President Biden announced on Thursday he was able to help broker a tentative rail deal between freight railroads and workers that averted a potential strike.
The agreement, brokered by administration officials, was seen as a major victory as a strike would have wreaked havoc on the nation's rail system and further disrupted supply chains during a period of economic uncertainty.
Here are three things to know about the deal and how it got done:
Union struck a five-year deal
Under the terms of the five-year deal, which is retroactive to 2020, the Associated Press reported that workers will receive a 24% pay increase and $5,000 in bonuses. Railroads also promised to ease scheduling policies.
The agreement comes as the rail industry has seen profits boom during the pandemic and as rising geopolitical risks, particularly given Russia's war with Ukraine, have put additional strain on U.S. supply chains.
Secretary Walsh brokered the deal
Labor Secretary Marty Walsh secured a tangible and substantial policy victory for the Biden administration. As a result, the former Boston mayor has emerged as a progressive advocate with a plain-speak style reminiscent of Biden during his early career in the Senate.
The deal nearly didn't happen, Politico reported, and Walsh negotiated around the clock to get it done.

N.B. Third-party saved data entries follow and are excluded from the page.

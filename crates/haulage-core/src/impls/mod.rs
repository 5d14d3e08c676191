//! Impls - 実装（開発用・テスト用）
//!
//! このモジュールには ports の実装を含めます。
//!
//! # 含まれる実装
//! - **InMemorySessions / StaticRequirements / RegionPopulation**: 外部サービスの代役
//! - **TracingSink / RecordingSink**: 評判・通知の受け口
//! - **InMemoryStateStore / JsonFileStore**: スナップショットの保存先

pub mod directory;
pub mod sinks;
pub mod stores;

// 主要な型を再エクスポート
pub use self::directory::{InMemorySessions, RegionPopulation, StaticRequirements};
pub use self::sinks::{Recorded, RecordingSink, TracingSink};
pub use self::stores::{InMemoryStateStore, JsonFileStore};
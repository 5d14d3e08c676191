//! Append-only audit log.
//!
//! Events are never edited or removed. `seq` is strictly increasing and is
//! the cursor clients use to page through a load's history.

use std::collections::HashMap;

use crate::domain::events::{AuditEvent, LoadEvent};
use crate::domain::ids::{ActorId, JobId, LoadId};

#[derive(Debug, Default)]
pub struct AuditLog {
    events: Vec<AuditEvent>,
    by_job: HashMap<JobId, Vec<usize>>,
    by_load: HashMap<LoadId, Vec<usize>>,
}

impl AuditLog {
    pub fn new() -> Self {
        Self::default()
    }

    /// Rebuild the indexes from a persisted event list.
    pub fn from_events(events: Vec<AuditEvent>) -> Self {
        let mut log = Self::new();
        for event in events {
            log.push(event);
        }
        log
    }

    fn push(&mut self, event: AuditEvent) {
        let idx = self.events.len();
        self.by_job.entry(event.job_id).or_default().push(idx);
        if let Some(load_id) = event.load_id {
            self.by_load.entry(load_id).or_default().push(idx);
        }
        self.events.push(event);
    }

    pub fn last_seq(&self) -> u64 {
        self.events.last().map(|e| e.seq).unwrap_or(0)
    }

    pub fn len(&self) -> usize {
        self.events.len()
    }

    pub fn is_empty(&self) -> bool {
        self.events.is_empty()
    }

    pub fn events(&self) -> &[AuditEvent] {
        &self.events
    }

    pub fn append(
        &mut self,
        job_id: JobId,
        load_id: Option<LoadId>,
        actor: &ActorId,
        event: LoadEvent,
        at: i64,
    ) -> u64 {
        let seq = self.last_seq() + 1;
        self.push(AuditEvent {
            seq,
            job_id,
            load_id,
            actor: actor.clone(),
            kind: event.kind,
            payload: event.payload,
            at,
        });
        seq
    }

    /// Events for `load_id` with `seq > after_seq`, oldest first.
    pub fn for_load(&self, load_id: LoadId, after_seq: u64) -> Vec<AuditEvent> {
        self.by_load
            .get(&load_id)
            .into_iter()
            .flatten()
            .map(|&i| &self.events[i])
            .filter(|e| e.seq > after_seq)
            .cloned()
            .collect()
    }

    pub fn for_job(&self, job_id: JobId) -> Vec<AuditEvent> {
        self.by_job
            .get(&job_id)
            .into_iter()
            .flatten()
            .map(|&i| self.events[i].clone())
            .collect()
    }

    /// Events stamped within `[from, to)`.
    pub fn between(&self, from: i64, to: i64) -> Vec<AuditEvent> {
        self.events
            .iter()
            .filter(|e| e.at >= from && e.at < to)
            .cloned()
            .collect()
    }
}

"The Biden Administration applauds all parties for reaching this hard-fought, mutually beneficial deal," Walsh wrote on Twitter. "Our rail system is integral to our supply chain and a disruption would have had catastrophic impacts on industries, travelers and families across the country."
Congress was ready to act
Republicans and Democrats appeared poised to pass immediate legislation to avoid the worst impacts of a rail strike.
The Railway Labor Act grants Congress the authority to intervene during worker strikes in industries that are seen as critical to the economy, such as railroads. The last time Congress voted to end a rail strike was in April 1991.
Congress has yet to have faced a major unionized vote in recent history. Should union members ratify the five-year agreement, that trend would continue in a partisan political climate where union workers are increasingly well-mobilized.
Washington-based business advocates collectively applauded the deal, which prevented costs from going up due to disruptions. And in deploying a political playbook that hasn't been used in some time, the Biden Administration also avoided a political debacle so close to the midterm elections.